I think the original poster meant it seriously. My guess is they're no longer reading as they realized, likely within a few posts, that the rest of the board wasn't agreeing with them.
fifasy wrote:
Religious people harm people all the time though. They brainwash children and make them bully. They encourage their children to bully different religions or atheist kids or the kids who can't afford to be middle class respextable religious people. Religion is very divisive. It is one of the biggest causes of sexism, war and domestic violence. I wish people could see it more.
We tend to be forgiving of certain kinds of posts if they seem uber-naive, especially if we don't know the person's age or the identity of the poster isn't well known.
Why we give more forgiveness to religion bashing than other topics? I don't know, I'd suppose because most people find bashing the low-hanging fruit once in a while within reason while other topics, like holocaust denial, seem harmful in almost any dose immediately to people. Suggesting haldol and straight-jackets might clearly step over that line but again I think tolerance falls back more on the possibility that this could be a very young poster or someone whose just new to these issues.
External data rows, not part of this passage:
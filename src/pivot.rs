//! Pivot table detection.
//!
//! [`PivotResolver`] turns `(source instance, relation name, target type)` into
//! the junction table and its two key columns:
//!
//! 1. a relation declared on the source as [`RelationKind::BelongsToMany`] is
//!    authoritative and returned verbatim;
//! 2. otherwise the two conventional names `singular(source)_singular(target)`
//!    and `singular(target)_singular(source)` are looked up, in that order, and
//!    the keys are `singular(source)_id` / `singular(target)_id`.
//!
//! Every failure, including a failing schema lookup, is reported as
//! [`FieldError::PivotResolution`].

use crate::entity::{EntityType, Model, RelationKind};
use crate::error::FieldError;
use crate::store::SchemaCatalog;
use serde::Serialize;

#[cfg(feature = "tracing")]
use crate::tracing_helpers;

/// Junction table and key columns of a many-to-many relation
#[derive(Debug, Clone, PartialEq, Eq, Hash, Serialize)]
#[serde(rename_all = "camelCase")]
pub struct PivotInfo {
    pub pivot_table: String,
    /// Column referencing the source entity
    pub foreign_key: String,
    /// Column referencing the related (target) entity
    pub related_key: String,
}

impl PivotInfo {
    pub fn new(
        pivot_table: impl Into<String>,
        foreign_key: impl Into<String>,
        related_key: impl Into<String>,
    ) -> Self {
        Self {
            pivot_table: pivot_table.into(),
            foreign_key: foreign_key.into(),
            related_key: related_key.into(),
        }
    }

    /// Build from three optional parts; `None` unless all are present and non-empty
    pub fn from_parts(
        pivot_table: Option<&str>,
        foreign_key: Option<&str>,
        related_key: Option<&str>,
    ) -> Option<Self> {
        let non_empty = |s: Option<&str>| s.filter(|s| !s.trim().is_empty());
        Some(Self::new(
            non_empty(pivot_table)?,
            non_empty(foreign_key)?,
            non_empty(related_key)?,
        ))
    }
}

/// Singular form of a table name
///
/// Schema-qualified names (`app.posts`) keep their qualifier out of the result.
pub fn singular(table: &str) -> String {
    let bare = table.rsplit('.').next().unwrap_or(table);
    pluralizer::pluralize(bare, 1, false)
}

/// The two conventional pivot table names, source-first
pub fn candidate_tables(source_table: &str, target_table: &str) -> [String; 2] {
    let source = singular(source_table);
    let target = singular(target_table);
    [format!("{source}_{target}"), format!("{target}_{source}")]
}

/// Resolves pivot details for many-to-many relations
pub struct PivotResolver<'a> {
    schema: &'a dyn SchemaCatalog,
}

impl<'a> PivotResolver<'a> {
    pub fn new(schema: &'a dyn SchemaCatalog) -> Self {
        Self { schema }
    }

    /// Resolve the pivot of relation `relation_name` from `source` to `target`
    ///
    /// # Errors
    ///
    /// Returns `FieldError::PivotResolution` when no declared many-to-many relation
    /// exists and neither conventional table is present, or when probing the
    /// schema fails. The message names both candidate tables and both entities.
    pub fn resolve(
        &self,
        source: &dyn Model,
        relation_name: &str,
        target: &EntityType,
    ) -> Result<PivotInfo, FieldError> {
        let source_type = source.entity_type();

        #[cfg(feature = "tracing")]
        let _span =
            tracing_helpers::resolve_pivot_span(relation_name, source_type.name(), target.name())
                .entered();

        if let Some(relation) = source.describe_relation(relation_name) {
            if let RelationKind::BelongsToMany(pivot) = &relation.kind {
                log::debug!(
                    "pivot for {}.{relation_name} taken from declared relation: {}",
                    source_type.name(),
                    pivot.pivot_table
                );
                return Ok(pivot.clone());
            }
            log::debug!(
                "{}.{relation_name} is declared but not many-to-many, trying naming convention",
                source_type.name()
            );
        }

        self.by_convention(source_type, target).map_err(|message| {
            FieldError::PivotResolution(format!(
                "Failed to detect pivot information: {message}. \
                 Please provide pivot details manually via relationship_config()."
            ))
        })
    }

    fn by_convention(&self, source: &EntityType, target: &EntityType) -> Result<PivotInfo, String> {
        let candidates = candidate_tables(source.table(), target.table());

        for table in &candidates {
            let exists = self.schema.has_table(table).map_err(|e| e.to_string())?;
            if exists {
                log::debug!(
                    "pivot for {} <-> {} found by convention: {table}",
                    source.name(),
                    target.name()
                );
                return Ok(PivotInfo::new(
                    table.clone(),
                    format!("{}_id", singular(source.table())),
                    format!("{}_id", singular(target.table())),
                ));
            }
        }

        Err(format!(
            "Could not find pivot table. Tried: {}. Models: {}, {}",
            candidates.join(", "),
            source.name(),
            target.name()
        ))
    }
}

#[cfg(test)]
mod tests {
    use super::*;
    use crate::entity::{Record, Relation};
    use crate::error::StoreError;
    use std::collections::HashSet;
    use std::sync::Arc;

    struct Tables(HashSet<&'static str>);

    impl SchemaCatalog for Tables {
        fn has_table(&self, name: &str) -> Result<bool, StoreError> {
            Ok(self.0.contains(name))
        }
    }

    struct BrokenSchema;

    impl SchemaCatalog for BrokenSchema {
        fn has_table(&self, _name: &str) -> Result<bool, StoreError> {
            Err(StoreError::Other("connection reset".into()))
        }
    }

    fn tables(names: &[&'static str]) -> Tables {
        Tables(names.iter().copied().collect())
    }

    fn blank(ty: EntityType) -> Record {
        Record::new(Arc::new(ty))
    }

    // ============================================================================
    // Naming helpers
    // ============================================================================

    #[test]
    fn test_singular() {
        assert_eq!(singular("posts"), "post");
        assert_eq!(singular("tags"), "tag");
        assert_eq!(singular("categories"), "category");
        assert_eq!(singular("app.users"), "user");
    }

    #[test]
    fn test_candidate_tables_order() {
        assert_eq!(candidate_tables("users", "roles"), ["user_role", "role_user"]);
    }

    #[test]
    fn test_pivot_info_from_parts_is_all_or_nothing() {
        assert_eq!(
            PivotInfo::from_parts(Some("post_tag"), Some("post_id"), Some("tag_id")),
            Some(PivotInfo::new("post_tag", "post_id", "tag_id"))
        );
        assert_eq!(PivotInfo::from_parts(Some("post_tag"), None, Some("tag_id")), None);
        // EDGE CASE: blank strings count as missing
        assert_eq!(PivotInfo::from_parts(Some("post_tag"), Some(" "), Some("tag_id")), None);
    }

    // ============================================================================
    // Declared path
    // ============================================================================

    #[test]
    fn test_declared_relation_wins_over_convention() {
        // Both conventional tables exist, but the declaration names a different one
        let schema = tables(&["post_tag", "tag_post", "taggables"]);
        let post = blank(EntityType::new("Post", "posts").with_relation(
            Relation::belongs_to_many(
                "tags",
                "tags",
                PivotInfo::new("taggables", "taggable_id", "label_id"),
            ),
        ));
        let tag = EntityType::new("Tag", "tags");

        let info = PivotResolver::new(&schema).resolve(&post, "tags", &tag).unwrap();
        assert_eq!(info, PivotInfo::new("taggables", "taggable_id", "label_id"));
    }

    #[test]
    fn test_declared_non_many_to_many_falls_back_to_convention() {
        let schema = tables(&["post_tag"]);
        let post = blank(EntityType::new("Post", "posts").with_relation(Relation::new(
            "tags",
            "tags",
            RelationKind::HasMany {
                foreign_key: "post_id".into(),
            },
        )));
        let tag = EntityType::new("Tag", "tags");

        let info = PivotResolver::new(&schema).resolve(&post, "tags", &tag).unwrap();
        assert_eq!(info, PivotInfo::new("post_tag", "post_id", "tag_id"));
    }

    // ============================================================================
    // Convention path
    // ============================================================================

    #[test]
    fn test_convention_source_first() {
        let schema = tables(&["user_role"]);
        let user = blank(EntityType::new("User", "users"));
        let role = EntityType::new("Role", "roles");

        let info = PivotResolver::new(&schema).resolve(&user, "roles", &role).unwrap();
        assert_eq!(info, PivotInfo::new("user_role", "user_id", "role_id"));
    }

    #[test]
    fn test_convention_reverse_order() {
        let schema = tables(&["role_user"]);
        let user = blank(EntityType::new("User", "users"));
        let role = EntityType::new("Role", "roles");

        let info = PivotResolver::new(&schema).resolve(&user, "roles", &role).unwrap();
        // Keys still follow source/target, not the table's word order
        assert_eq!(info, PivotInfo::new("role_user", "user_id", "role_id"));
    }

    #[test]
    fn test_convention_prefers_first_candidate_when_both_exist() {
        let schema = tables(&["user_role", "role_user"]);
        let user = blank(EntityType::new("User", "users"));
        let role = EntityType::new("Role", "roles");

        let info = PivotResolver::new(&schema).resolve(&user, "roles", &role).unwrap();
        assert_eq!(info.pivot_table, "user_role");
    }

    // ============================================================================
    // Failures
    // ============================================================================

    #[test]
    fn test_no_pivot_found_names_candidates_and_models() {
        let schema = tables(&["posts", "tags"]);
        let post = blank(EntityType::new("Post", "posts"));
        let tag = EntityType::new("Tag", "tags");

        let err = PivotResolver::new(&schema).resolve(&post, "tags", &tag).unwrap_err();
        let FieldError::PivotResolution(message) = err else {
            panic!("expected PivotResolution, got {err:?}");
        };
        assert!(message.contains("post_tag"));
        assert!(message.contains("tag_post"));
        assert!(message.contains("Post"));
        assert!(message.contains("Tag"));
        assert!(message.contains("relationship_config()"));
    }

    #[test]
    fn test_schema_failure_is_rewrapped() {
        let post = blank(EntityType::new("Post", "posts"));
        let tag = EntityType::new("Tag", "tags");

        let err = PivotResolver::new(&BrokenSchema)
            .resolve(&post, "tags", &tag)
            .unwrap_err();
        match err {
            FieldError::PivotResolution(message) => assert!(message.contains("connection reset")),
            other => panic!("expected PivotResolution, got {other:?}"),
        }
    }
}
I think what at least several of us put to rest in this thread early on - religion is much more anchored as a complex sociological phenomena of social code and cultural ideals than the irrational belief in a super being and this is why people don't just assume that the bulk of humanity is schizophrenic and in need of medication, it's a really naive read of the situation. I might add though, as I don't think the universe is necessarily 'dead matter', the concept of egregore is an important one and in a way they project a sort of super being - whether in the memetic sense or even the giant servitor sense - that embodies something like the communal soul of that institution, giving it cohesion and a source of constant reflection back and forth between deity and organization (the Body of Christ and the New Jerusalem as his bride in the Revelation of John comes to mind here as well).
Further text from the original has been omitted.